Maryland testa terapia psicodélica em grupo para reduzir custos e aumentar acesso a tratamento para TEPT
A busca por tratamentos mais acessíveis e eficazes para transtornos mentais, como o Transtorno de Estresse Pós-Traumático (TEPT), tem levado a inovações significativas no campo das terapias psicodélicas. Em um movimento promissor, o estado de Maryland, nos Estados Unidos, está à frente de uma iniciativa que compara a eficácia da psicoterapia assistida por MDMA (ecstasy) em modalidades de grupo e individual.
Esta pesquisa, fruto de uma parceria público-privada entre o governo estadual, a clínica Sunstone Therapies e a ONG Reason for Hope, visa não apenas avaliar os resultados terapêuticos, mas também explorar caminhos para tornar esses tratamentos inovadores mais acessíveis a quem mais precisa, especialmente veteranos de guerra que sofrem com TEPT.
A iniciativa surge em um cenário global onde o acesso a terapias psicodélicas ainda enfrenta barreiras burocráticas e financeiras.
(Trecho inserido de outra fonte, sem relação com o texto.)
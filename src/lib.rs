//! Metrics sidecar: exposes how much of the kernel's local port range is held
//! by TCP connections, broken down by remote endpoint and connection state.
//!
//! Every scrape re-reads the host state: host name, the configured local port
//! range and the TCP connection tables. Failed reads degrade to defaults so a
//! scrape always succeeds.

pub mod api;
pub mod classify;
pub mod config;
pub mod error;
pub mod exposition;
pub mod fsutil;
pub mod inspector;

/// Runs the metrics sidecar until the server stops.
///
/// # Errors
///
/// Possible errors include:
/// - An invalid `METRICS_SIDECAR_PORT` value.
/// - Failure to bind the listen address (e.g. port already in use).
pub async fn run() -> Result<(), Box<dyn std::error::Error>> {
    let config = config::Config::from_env()?;
    let inspector = inspector::Inspector::default();
    log::debug!("Reading host state from {}", inspector.proc_root().display());

    let addr = config.listen_addr();
    log::info!("Metrics server start on {addr}");
    api::APIServer::new(inspector).listen(addr).await?;

    Ok(())
}
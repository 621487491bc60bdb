//! Parser for the kernel's local port range, as found in
//! `/proc/sys/net/ipv4/ip_local_port_range`.
//!
//! The file holds two whitespace-separated integers: the first and the last
//! port the kernel hands out for outbound connections, e.g. `32768\t60999`.

use std::fmt;
use std::io::Read;
use std::num::ParseIntError;
use std::path::Path;
use std::str::FromStr;

use crate::fsutil;

use super::{Error, Result};

/// One end of the local port range.
#[derive(Debug, Clone, Copy, PartialEq, Eq)]
pub enum Bound {
    First,
    Last,
}

impl fmt::Display for Bound {
    fn fmt(&self, f: &mut fmt::Formatter<'_>) -> fmt::Result {
        match self {
            Bound::First => f.write_str("first port"),
            Bound::Last => f.write_str("last port"),
        }
    }
}

#[derive(Debug, thiserror::Error)]
pub enum PortRangeError {
    #[error("missing {0}")]
    MissingBound(Bound),

    #[error("invalid {bound} '{value}': {source}")]
    InvalidBound {
        bound: Bound,
        value: String,
        #[source]
        source: ParseIntError,
    },

    #[error("last port {last} is below first port {first}")]
    Inverted { first: u16, last: u16 },
}

/// The range of local ports available for outbound connections.
#[derive(Debug, Clone, Copy, PartialEq, Eq)]
pub struct PortRange {
    pub first: u16,
    pub last: u16,
}

impl PortRange {
    /// Number of usable ports in the range, both ends included.
    pub fn total(&self) -> u32 {
        u32::from(self.last) - u32::from(self.first) + 1
    }
}

fn parse_bound(value: Option<&str>, bound: Bound) -> std::result::Result<u16, PortRangeError> {
    let value = value.ok_or(PortRangeError::MissingBound(bound))?;
    value
        .parse::<u16>()
        .map_err(|source| PortRangeError::InvalidBound {
            bound,
            value: value.to_owned(),
            source,
        })
}

impl FromStr for PortRange {
    type Err = PortRangeError;

    fn from_str(s: &str) -> std::result::Result<Self, Self::Err> {
        let mut fields = s.split_whitespace();
        let first = parse_bound(fields.next(), Bound::First)?;
        let last = parse_bound(fields.next(), Bound::Last)?;
        if last < first {
            return Err(PortRangeError::Inverted { first, last });
        }

        Ok(Self { first, last })
    }
}

/// Reads and parses an `ip_local_port_range` file.
///
/// # Errors
///
/// - [`Error::FileOpen`] if the file can't be opened.
/// - [`Error::Read`] if reading from the file fails.
/// - [`Error::PortRange`] if the contents are not a valid range.
pub fn read_port_range(path: impl AsRef<Path>) -> Result<PortRange> {
    let path = path.as_ref();
    let mut reader = fsutil::open_file_reader(path)?;
    let mut contents = String::with_capacity(32);
    reader
        .read_to_string(&mut contents)
        .map_err(|source| Error::Read {
            path: path.to_path_buf(),
            source,
        })?;

    contents.parse().map_err(|source| Error::PortRange {
        path: path.to_path_buf(),
        source,
    })
}
//! Development-time tracing.
//!
//! Diagnostics go to stderr and are controlled by `RUST_LOG`. They are not
//! part of devboard's product output, which is the project documents and the
//! CLI's stdout.

use tracing_subscriber::{EnvFilter, fmt, layer::SubscriberExt, util::SubscriberInitExt};

/// Install the global subscriber: `RUST_LOG` filter (default `warn`), compact
/// stderr output.
///
/// ```bash
/// RUST_LOG=devboard=debug devboard ask web "what is stuck?"
/// ```
pub fn init() {
    let filter = EnvFilter::try_from_default_env().unwrap_or_else(|_| EnvFilter::new("warn"));

    tracing_subscriber::registry()
        .with(filter)
        .with(fmt::layer().with_writer(std::io::stderr).compact())
        .init();
}
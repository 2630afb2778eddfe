//! Read-only project summary derived from a parsed task document.

use chrono::NaiveDate;
use serde::Serialize;

use crate::core::types::{Task, TaskStatus};
use crate::core::worklog::{render_sections, window};

/// A non-done task is stagnant once strictly more than this many days old.
pub const STAGNANT_AFTER_DAYS: i64 = 7;

/// Compact view of a task for summaries.
#[derive(Debug, Clone, PartialEq, Eq, Serialize)]
pub struct TaskDigest {
    pub id: u32,
    pub status: TaskStatus,
    pub priority: u8,
    pub title: String,
}

impl TaskDigest {
    pub fn from_task(task: &Task) -> Self {
        Self {
            id: task.id,
            status: task.status,
            priority: task.priority,
            title: task.title(),
        }
    }
}

#[derive(Debug, Clone, PartialEq, Eq, Serialize)]
pub struct StagnantTask {
    #[serde(flatten)]
    pub task: TaskDigest,
    pub days_idle: i64,
}

/// Status counts plus the high-priority and stagnant subsets, both in document order.
#[derive(Debug, Clone, PartialEq, Eq, Serialize)]
pub struct ProjectSnapshot {
    pub total: usize,
    pub open: usize,
    pub in_progress: usize,
    pub done: usize,
    pub high_priority: Vec<TaskDigest>,
    pub stagnant: Vec<StagnantTask>,
}

impl ProjectSnapshot {
    pub fn build(tasks: &[Task], today: NaiveDate) -> Self {
        let count = |status: TaskStatus| tasks.iter().filter(|t| t.status == status).count();

        let high_priority = tasks
            .iter()
            .filter(|task| !task.is_done() && task.priority == 1)
            .map(TaskDigest::from_task)
            .collect();

        let stagnant = tasks
            .iter()
            .filter(|task| !task.is_done())
            .filter_map(|task| {
                let days_idle = task.days_since_created(today)?;
                (days_idle > STAGNANT_AFTER_DAYS).then(|| StagnantTask {
                    task: TaskDigest::from_task(task),
                    days_idle,
                })
            })
            .collect();

        Self {
            total: tasks.len(),
            open: count(TaskStatus::Open),
            in_progress: count(TaskStatus::InProgress),
            done: count(TaskStatus::Done),
            high_priority,
            stagnant,
        }
    }

    /// Plain-text rendering used by the insights tool and the briefing fallback.
    pub fn render(&self) -> String {
        let mut buf = format!(
            "Tasks: {} total, {} open, {} in progress, {} done",
            self.total, self.open, self.in_progress, self.done
        );
        buf.push_str("\nHigh priority (not done):");
        if self.high_priority.is_empty() {
            buf.push_str(" none");
        }
        for task in &self.high_priority {
            buf.push_str(&format!("\n- #{} [{}] {}", task.id, task.status, task.title));
        }
        buf.push_str(&format!(
            "\nStagnant (open more than {STAGNANT_AFTER_DAYS} days):"
        ));
        if self.stagnant.is_empty() {
            buf.push_str(" none");
        }
        for entry in &self.stagnant {
            buf.push_str(&format!(
                "\n- #{} (P{}) {} - idle {} days",
                entry.task.id, entry.task.priority, entry.task.title, entry.days_idle
            ));
        }
        buf
    }
}

/// Rendered log sections from the last `days` days, or `None` when there are none.
pub fn recent_log(text: &str, today: NaiveDate, days: u64) -> Option<String> {
    let sections = window(text, today, days);
    if sections.is_empty() {
        return None;
    }
    Some(render_sections(&sections))
}

#[cfg(test)]
mod tests {
    use super::*;
    use crate::test_support::{dated_task, task_with_status};

    fn today() -> NaiveDate {
        NaiveDate::from_ymd_opt(2026, 10, 18).expect("valid date")
    }

    #[test]
    fn stagnation_is_strictly_more_than_seven_days() {
        let tasks = vec![
            dated_task(1, "exactly seven", today(), 7),
            dated_task(2, "eight days", today(), 8),
        ];
        let snapshot = ProjectSnapshot::build(&tasks, today());
        let ids: Vec<u32> = snapshot.stagnant.iter().map(|s| s.task.id).collect();
        assert_eq!(ids, vec![2]);
        assert_eq!(snapshot.stagnant[0].days_idle, 8);
    }

    #[test]
    fn counts_and_high_priority_skip_done_tasks() {
        let mut urgent = task_with_status(1, "urgent", TaskStatus::InProgress);
        urgent.priority = 1;
        let mut finished = task_with_status(2, "finished", TaskStatus::Done);
        finished.priority = 1;
        let mut old_done = dated_task(3, "old but done", today(), 30);
        old_done.status = TaskStatus::Done;
        let tasks = vec![urgent, finished, old_done, task_with_status(4, "open", TaskStatus::Open)];

        let snapshot = ProjectSnapshot::build(&tasks, today());
        assert_eq!(
            (snapshot.total, snapshot.open, snapshot.in_progress, snapshot.done),
            (4, 1, 1, 2)
        );
        assert_eq!(snapshot.high_priority.len(), 1);
        assert_eq!(snapshot.high_priority[0].id, 1);
        assert!(snapshot.stagnant.is_empty());
    }

    #[test]
    fn render_lists_each_subset() {
        let mut urgent = dated_task(5, "Fix login", today(), 10);
        urgent.priority = 1;
        let rendered = ProjectSnapshot::build(&[urgent], today()).render();
        assert!(rendered.contains("- #5 [open] Fix login"));
        assert!(rendered.contains("- #5 (P1) Fix login - idle 10 days"));
    }

    #[test]
    fn recent_log_is_none_without_sections_in_window() {
        let log = "## 2026-01-01\n- ancient\n";
        assert_eq!(recent_log(log, today(), 7), None);
        assert_eq!(
            recent_log("## 2026-10-17\n- fresh\n", today(), 7).as_deref(),
            Some("## 2026-10-17\n- fresh")
        );
    }
}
No Brasil, por exemplo, apesar do crescente interesse científico e ativista, a regulamentação e a democratização do acesso ainda são desafios a serem superados, como aponta um artigo publicado na Clinical Therapeutics. A experiência de Maryland pode oferecer lições valiosas para a construção de modelos de cuidado mais inclusivos.
Parceria inovadora para veteranos com TEPT
O estudo em Maryland está recrutando especificamente 52 veteranos de guerra diagnosticados com TEPT. O objetivo é comparar os resultados de duas abordagens terapêuticas distintas, ambas precedidas e seguidas por sessões de preparação e integração, e mediadas pelo uso de MDMA sob supervisão clínica. A pesquisa tem duração de um ano e conta com um investimento considerável.
O financiamento do estudo é um reflexo da colaboração público-privada: US$ 1 milhão provenientes do governo estadual de Maryland e US$ 525 mil de uma ONG focada na prevenção do suicídio, a Reason for Hope. Essa união de esforços é destacada por Brett Waters, diretor-executivo da ONG, que afirma em comunicado que a colaboração demonstra o que é possível quando parceiros públicos e privados se unem para acelerar soluções para aqueles que vivem com traumas.
Terapia em grupo: um caminho para a acessibilidade e fortalecimento social
Uma das principais apostas da modalidade em grupo é a potencial redução de custos, tornando o tratamento mais acessível. Além disso, a clínica Sunstone Therapies acredita que a experiência coletiva pode, inclusive, superar a terapia individual em termos de eficácia.
A terapia assistida por MDMA em grupo oferece benefícios únicos. A combinação com a normalização, a validação e o aprendizado vicário que ocorrem naturalmente em ambientes coletivos tem o potencial de aprimorar a recuperação. A modalidade também pode fortalecer as conexões sociais entre os participantes e expandir o acesso aos cuidados de uma forma rentável e escalonável, segundo a clínica.
O contexto global e brasileiro das terapias psicodélicas
Nos Estados Unidos, o movimento pela regulamentação de substâncias psicodélicas tem ganhado força, com diferentes grupos sociais impulsionando o debate. No Brasil, a discussão sobre o uso terapêutico de psicodélicos, embora ainda em fase experimental e sem regulamentação oficial, já mobiliza pesquisadores e ativistas. Um artigo de Anna Luiza Guimarães e outros autores, publicado na Clinical Therapeutics, aponta o estigma como principal barreira, mas também o avanço científico como grande oportunidade.
Os entrevistados no estudo brasileiro enfatizam a necessidade de promover o pluralismo epistemológico, integrando perspectivas de povos tradicionais, além de garantir acessibilidade e protocolos científicos robustos para o uso clínico. O Brasil, com sua rica experiência no uso ritual da ayahuasca e um sistema de saúde universal, possui condições únicas para desenvolver um modelo de uso terapêutico que evite a chamada gentrificação psicodélica, onde o acesso se restringe a poucos.
Desafios e perspectivas futuras
A experiência de Maryland, com sua parceria público-privada, serve como um modelo a ser observado. A regulamentação de serviços de psilocibina em estados como Oregon e Colorado, nos EUA, embora um avanço, tem sido marcada por preços exorbitantes, o que reforça a importância de modelos que priorizem a acessibilidade.
Para que terapias psicodélicas se tornem uma realidade acessível no Brasil, é fundamental uma mobilização coletiva robusta. Uma aliança entre comunidades indígenas, profissionais de saúde, pesquisadores e grupos religiosos poderia ser um ponto de partida para superar o proibicionismo e construir um futuro onde o potencial terapêutico dessas substâncias possa ser explorado em benefício de toda a sociedade.